The Court finds Plaintiff has failed to justify the relief sought, as the challenged defenses "do not present clearly irrelevant matters that may properly be stricken under Rule 12(f)." See Wilson, 2017 WL 1458783, at *1 (DeGiusti, J.) (refusing to strike affirmative defenses where a plaintiff primarily urged the Court to find the defenses were insufficient under the Rule 8(a) pleading standard announced in Twombly and Iqbal). Defendants' pleadings illustrate how each defense is relevant to the matters at issue, and Defendants in their Response carefully delineate how each assertion is proper under the law. See Response at 4-6.

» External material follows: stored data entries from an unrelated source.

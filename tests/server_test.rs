use axum::body::{to_bytes, Body};
use axum::http::{header::CONTENT_TYPE, Request, StatusCode};
use axum::Router;
use emotion_classifier::server::router;
use emotion_classifier::{AnalysisContext, AppState, CategorySet, ClassifierError, EmotionOracle};
use serde_json::{json, Value};
use std::sync::atomic::{AtomicUsize, Ordering};
use std::sync::Arc;
use tower::ServiceExt;

const EMOTIONS: [&str; 7] = ["anger", "disgust", "fear", "joy", "neutral", "sadness", "surprise"];

enum Mode {
    Joyful,
    Broken,
    Panicking,
}

struct StubOracle {
    categories: CategorySet,
    mode: Mode,
    calls: AtomicUsize,
}

impl EmotionOracle for StubOracle {
    fn categories(&self) -> &CategorySet {
        &self.categories
    }

    fn classify(&self, _text: &str) -> Result<Vec<f32>, ClassifierError> {
        self.calls.fetch_add(1, Ordering::SeqCst);
        match self.mode {
            Mode::Joyful => Ok(vec![0.1, 0.01, 0.02, 5.0, 0.3, 0.05, 0.1]),
            Mode::Broken => Err(ClassifierError::ModelError("Failed to run model: bad input".into())),
            Mode::Panicking => panic!("index out of bounds"),
        }
    }
}

fn app(mode: Mode) -> (Router, Arc<StubOracle>) {
    let oracle = Arc::new(StubOracle {
        categories: CategorySet::new(EMOTIONS).unwrap(),
        mode,
        calls: AtomicUsize::new(0),
    });
    let state = AppState::new(AnalysisContext::new(oracle.clone()));
    (router(state), oracle)
}

fn analyze_request(body: impl Into<Body>) -> Request<Body> {
    Request::builder()
        .method("POST")
        .uri("/api/emotion/analyze")
        .header(CONTENT_TYPE, "application/json")
        .body(body.into())
        .unwrap()
}

async fn json_body(response: axum::response::Response) -> Value {
    let bytes = to_bytes(response.into_body(), usize::MAX).await.unwrap();
    serde_json::from_slice(&bytes).unwrap()
}

#[tokio::test]
async fn test_health_check() {
    let (app, _) = app(Mode::Joyful);
    let response = app
        .oneshot(Request::builder().uri("/").body(Body::empty()).unwrap())
        .await
        .unwrap();

    assert_eq!(response.status(), StatusCode::OK);
    let body = json_body(response).await;
    assert_eq!(body, json!({ "status": "Emotion service running ✅" }));
}

#[tokio::test]
async fn test_analyze_success() {
    let (app, oracle) = app(Mode::Joyful);
    let payload = json!({ "text": "I am so happy today!" }).to_string();

    let response = app.oneshot(analyze_request(payload)).await.unwrap();

    assert_eq!(response.status(), StatusCode::OK);
    let body = json_body(response).await;
    assert_eq!(body["label"], "Joy");

    let scores = body["scores"].as_object().expect("scores is an object");
    assert_eq!(scores.len(), 7);
    for name in ["Anger", "Disgust", "Fear", "Joy", "Neutral", "Sadness", "Surprise"] {
        assert!(scores.contains_key(name), "missing {}", name);
    }
    let total: f64 = scores.values().map(|v| v.as_f64().unwrap()).sum();
    assert!((total - 1.0).abs() < 1e-6);
    let joy = scores["Joy"].as_f64().unwrap();
    assert!(scores.values().all(|v| v.as_f64().unwrap() <= joy));
    assert_eq!(oracle.calls.load(Ordering::SeqCst), 1);
}

#[tokio::test]
async fn test_blank_text_is_bad_request() {
    let (app, oracle) = app(Mode::Joyful);
    let payload = json!({ "text": "   " }).to_string();

    let response = app.oneshot(analyze_request(payload)).await.unwrap();

    assert_eq!(response.status(), StatusCode::BAD_REQUEST);
    assert_eq!(json_body(response).await, json!({ "detail": "Text is required" }));
    assert_eq!(oracle.calls.load(Ordering::SeqCst), 0);
}

#[tokio::test]
async fn test_model_failure_is_server_error() {
    let (app, oracle) = app(Mode::Broken);
    let payload = json!({ "text": "whatever" }).to_string();

    let response = app.oneshot(analyze_request(payload)).await.unwrap();

    assert_eq!(response.status(), StatusCode::INTERNAL_SERVER_ERROR);
    let body = json_body(response).await;
    let detail = body["detail"].as_str().unwrap();
    assert!(detail.starts_with("Emotion analysis failed: "), "got {}", detail);
    assert!(detail.contains("bad input"));
    assert_eq!(oracle.calls.load(Ordering::SeqCst), 1);
}

#[tokio::test]
async fn test_model_panic_is_server_error() {
    let (app, oracle) = app(Mode::Panicking);
    let payload = json!({ "text": "whatever" }).to_string();

    let response = app.oneshot(analyze_request(payload)).await.unwrap();

    assert_eq!(response.status(), StatusCode::INTERNAL_SERVER_ERROR);
    let body = json_body(response).await;
    assert!(body["detail"].as_str().unwrap().starts_with("Emotion analysis failed: "));
    assert_eq!(oracle.calls.load(Ordering::SeqCst), 1);
}

#[tokio::test]
async fn test_malformed_body_is_unprocessable() {
    for payload in [r#"{"text": 42}"#, r#"{"message": "hi"}"#, "not json"] {
        let (app, oracle) = app(Mode::Joyful);
        let response = app.oneshot(analyze_request(payload)).await.unwrap();

        assert_eq!(response.status(), StatusCode::UNPROCESSABLE_ENTITY, "payload {}", payload);
        let body = json_body(response).await;
        assert!(body["detail"].is_string());
        assert_eq!(oracle.calls.load(Ordering::SeqCst), 0);
    }
}

#[tokio::test]
async fn test_body_without_content_type_is_read_as_json() {
    let (app, oracle) = app(Mode::Joyful);
    let request = Request::builder()
        .method("POST")
        .uri("/api/emotion/analyze")
        .body(Body::from(json!({ "text": "I am so happy today!" }).to_string()))
        .unwrap();

    let response = app.oneshot(request).await.unwrap();

    assert_eq!(response.status(), StatusCode::OK);
    assert_eq!(json_body(response).await["label"], "Joy");
    assert_eq!(oracle.calls.load(Ordering::SeqCst), 1);
}

#[tokio::test]
async fn test_non_json_content_type_is_unprocessable() {
    let (app, oracle) = app(Mode::Joyful);
    let request = Request::builder()
        .method("POST")
        .uri("/api/emotion/analyze")
        .header(CONTENT_TYPE, "text/plain")
        .body(Body::from(json!({ "text": "hello" }).to_string()))
        .unwrap();

    let response = app.oneshot(request).await.unwrap();

    assert_eq!(response.status(), StatusCode::UNPROCESSABLE_ENTITY);
    assert!(json_body(response).await["detail"].is_string());
    assert_eq!(oracle.calls.load(Ordering::SeqCst), 0);
}

#[tokio::test]
async fn test_unknown_route() {
    let (app, _) = app(Mode::Joyful);
    let response = app
        .oneshot(Request::builder().uri("/api/emotion/logs").body(Body::empty()).unwrap())
        .await
        .unwrap();
    assert_eq!(response.status(), StatusCode::NOT_FOUND);
}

The undersigned, on several occasions, has noted the distinction between Rule 8(c) and Rule 8(a)(2)'s pleading standards, and held that the heightened pleading standards set forth in Bell Atlantic Corp. v. Twombly, 550 U.S. 544 (2007), and Ashcroft v. Iqbal, 556 U.S. 662 (2009), do not apply with the same force to affirmative defenses. See Nootbaar v. Alderwoods (Okla.), Inc., No. CIV-19-110-D, 2019 WL 3558182, at *2 (W.D. Okla. Aug. 5, 2019) (DeGiusti, J.); Wilson, 2017 WL 1458783, at *1; Holt v. Roy Blackwell Enter., Inc., Case No. CIV-14326-D, 2016 WL 319894, 3 n.3. (W.D. Okla. Jan. 26, 2016) (DeGiusti, J.).

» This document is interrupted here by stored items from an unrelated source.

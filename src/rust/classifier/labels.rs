use std::collections::{BTreeMap, HashMap, HashSet};
use std::fs;
use std::path::Path;
use serde::Deserialize;

use super::error::ClassifierError;

/// Upper-cases the first character of a category name and keeps the rest verbatim.
///
/// This is deliberately not title case: `"joy"` becomes `"Joy"`, `"not_sure"`
/// becomes `"Not_sure"` and `"jOY"` becomes `"JOY"`.
///
/// ```
/// use emotion_classifier::display_name;
///
/// assert_eq!(display_name("joy"), "Joy");
/// assert_eq!(display_name("sadness"), "Sadness");
/// ```
pub fn display_name(category: &str) -> String {
    let mut chars = category.chars();
    match chars.next() {
        Some(first) => first.to_uppercase().chain(chars).collect(),
        None => String::new(),
    }
}

/// The fixed, ordered set of categories a model predicts.
///
/// Built once at startup and shared read-only afterwards. Construction
/// guarantees the set is non-empty, that no name is empty and that both the
/// raw names and their display names are unique, so every per-request lookup
/// by position is infallible.
#[derive(Debug, Clone, PartialEq, Eq)]
pub struct CategorySet {
    names: Vec<String>,
    display_names: Vec<String>,
}

impl CategorySet {
    /// Creates a category set from names in model output order.
    ///
    /// # Errors
    /// `ConfigurationError` if the list is empty, contains an empty name, or
    /// contains duplicates (including names that collide once displayed).
    pub fn new<I, S>(names: I) -> Result<Self, ClassifierError>
    where
        I: IntoIterator<Item = S>,
        S: Into<String>,
    {
        let names: Vec<String> = names.into_iter().map(Into::into).collect();
        if names.is_empty() {
            return Err(ClassifierError::ConfigurationError("Category set cannot be empty".into()));
        }
        if let Some(pos) = names.iter().position(|n| n.is_empty()) {
            return Err(ClassifierError::ConfigurationError(
                format!("Category {} has an empty name", pos)
            ));
        }

        let mut seen = HashSet::new();
        for name in &names {
            if !seen.insert(name.as_str()) {
                return Err(ClassifierError::ConfigurationError(
                    format!("Duplicate category '{}'", name)
                ));
            }
        }

        let display_names: Vec<String> = names.iter().map(|n| display_name(n)).collect();
        let mut seen = HashSet::new();
        for shown in &display_names {
            if !seen.insert(shown.as_str()) {
                return Err(ClassifierError::ConfigurationError(
                    format!("Categories collide on display name '{}'", shown)
                ));
            }
        }

        Ok(Self { names, display_names })
    }

    /// Builds the set from a HuggingFace `id2label` map whose keys are `"0"..="n-1"`.
    pub fn from_id2label(id2label: &HashMap<String, String>) -> Result<Self, ClassifierError> {
        let mut ordered = BTreeMap::new();
        for (id, label) in id2label {
            let index: usize = id.trim().parse().map_err(|_| {
                ClassifierError::ConfigurationError(format!("Invalid label id '{}' in id2label", id))
            })?;
            ordered.insert(index, label.clone());
        }

        // BTreeMap keys are unique and sorted, so contiguity reduces to the last key
        if let Some((&last, _)) = ordered.iter().next_back() {
            if last + 1 != ordered.len() {
                return Err(ClassifierError::ConfigurationError(
                    format!("id2label ids must be contiguous from 0, found max id {} for {} labels", last, ordered.len())
                ));
            }
        }

        Self::new(ordered.into_values())
    }

    /// Reads the category set from a model `config.json`.
    pub fn from_config_file<P: AsRef<Path>>(path: P) -> Result<Self, ClassifierError> {
        #[derive(Deserialize)]
        struct LabelConfig {
            id2label: HashMap<String, String>,
        }

        let path = path.as_ref();
        let raw = fs::read_to_string(path).map_err(|e| {
            ClassifierError::ConfigurationError(format!("Failed to read label config {:?}: {}", path, e))
        })?;
        let config: LabelConfig = serde_json::from_str(&raw).map_err(|e| {
            ClassifierError::ConfigurationError(format!("Invalid label config {:?}: {}", path, e))
        })?;
        Self::from_id2label(&config.id2label)
    }

    pub fn len(&self) -> usize {
        self.names.len()
    }

    /// Always false for a constructed set; present for API symmetry with `len`.
    pub fn is_empty(&self) -> bool {
        self.names.is_empty()
    }

    /// Raw category names in model output order.
    pub fn names(&self) -> &[String] {
        &self.names
    }

    /// Display names in model output order.
    pub fn display_names(&self) -> &[String] {
        &self.display_names
    }

    pub fn display_name_at(&self, index: usize) -> Option<&str> {
        self.display_names.get(index).map(String::as_str)
    }
}

#[cfg(test)]
mod tests {
    use super::*;

    #[test]
    fn test_display_name_only_touches_first_char() {
        assert_eq!(display_name("joy"), "Joy");
        assert_eq!(display_name("Joy"), "Joy");
        assert_eq!(display_name("jOY"), "JOY");
        assert_eq!(display_name("not sure"), "Not sure");
        assert_eq!(display_name("élan"), "Élan");
        assert_eq!(display_name("1st"), "1st");
        assert_eq!(display_name(""), "");
    }

    #[test]
    fn test_category_set_keeps_order() -> Result<(), ClassifierError> {
        let set = CategorySet::new(["anger", "disgust", "fear"])?;
        assert_eq!(set.len(), 3);
        assert_eq!(set.names(), &["anger", "disgust", "fear"]);
        assert_eq!(set.display_names(), &["Anger", "Disgust", "Fear"]);
        assert_eq!(set.display_name_at(1), Some("Disgust"));
        assert_eq!(set.display_name_at(3), None);
        Ok(())
    }

    #[test]
    fn test_category_set_rejects_bad_input() {
        let empty: Vec<String> = Vec::new();
        assert!(matches!(CategorySet::new(empty), Err(ClassifierError::ConfigurationError(_))));
        assert!(matches!(CategorySet::new(["joy", ""]), Err(ClassifierError::ConfigurationError(_))));
        assert!(matches!(CategorySet::new(["joy", "joy"]), Err(ClassifierError::ConfigurationError(_))));
        // distinct raw names that render identically would break label lookup
        assert!(matches!(CategorySet::new(["joy", "Joy"]), Err(ClassifierError::ConfigurationError(_))));
    }

    #[test]
    fn test_from_id2label_orders_by_id() -> Result<(), ClassifierError> {
        let id2label: HashMap<String, String> = [
            ("2", "fear"), ("0", "anger"), ("1", "disgust"),
        ]
        .into_iter()
        .map(|(k, v)| (k.to_string(), v.to_string()))
        .collect();

        let set = CategorySet::from_id2label(&id2label)?;
        assert_eq!(set.names(), &["anger", "disgust", "fear"]);
        Ok(())
    }

    #[test]
    fn test_from_id2label_rejects_gaps_and_garbage() {
        let gap: HashMap<String, String> = [("0", "anger"), ("2", "fear")]
            .into_iter()
            .map(|(k, v)| (k.to_string(), v.to_string()))
            .collect();
        assert!(CategorySet::from_id2label(&gap).is_err());

        let garbage: HashMap<String, String> = [("zero", "anger")]
            .into_iter()
            .map(|(k, v)| (k.to_string(), v.to_string()))
            .collect();
        assert!(CategorySet::from_id2label(&garbage).is_err());

        assert!(CategorySet::from_id2label(&HashMap::new()).is_err());
    }

    #[test]
    fn test_from_config_file() -> Result<(), Box<dyn std::error::Error>> {
        let dir = tempfile::tempdir()?;
        let path = dir.path().join("config.json");
        fs::write(&path, r#"{"architectures":["RobertaForSequenceClassification"],"id2label":{"0":"anger","1":"joy"}}"#)?;

        let set = CategorySet::from_config_file(&path)?;
        assert_eq!(set.display_names(), &["Anger", "Joy"]);

        fs::write(&path, r#"{"label2id":{}}"#)?;
        assert!(matches!(CategorySet::from_config_file(&path), Err(ClassifierError::ConfigurationError(_))));
        Ok(())
    }
}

"[A] more abbreviated statement of the defense, considered in context with the complaint to which the defenses are addressed, will sufficiently apprise a party of the nature of the defense for pleading purposes." Henson, 2009 WL 10671291, at *1. Accordingly, "unless the challenged allegations have no possible relation or logical connection to the subject matter of the controversy and may cause come sort of significant prejudice to one or more of the parties to the action" a motion to strike should be denied. Wilson, 2017 WL 1458783, at *1.
Plaintiff has failed to show significant prejudice and the allegations in Defendants' pleadings have a logical connection to the subject matter of the controversy.
IT IS THEREFORE ORDERED that Plaintiff's Motion to Strike [Doc. No. 42] is DENIED.
IT IS SO ORDERED this 30th day of March, 2020.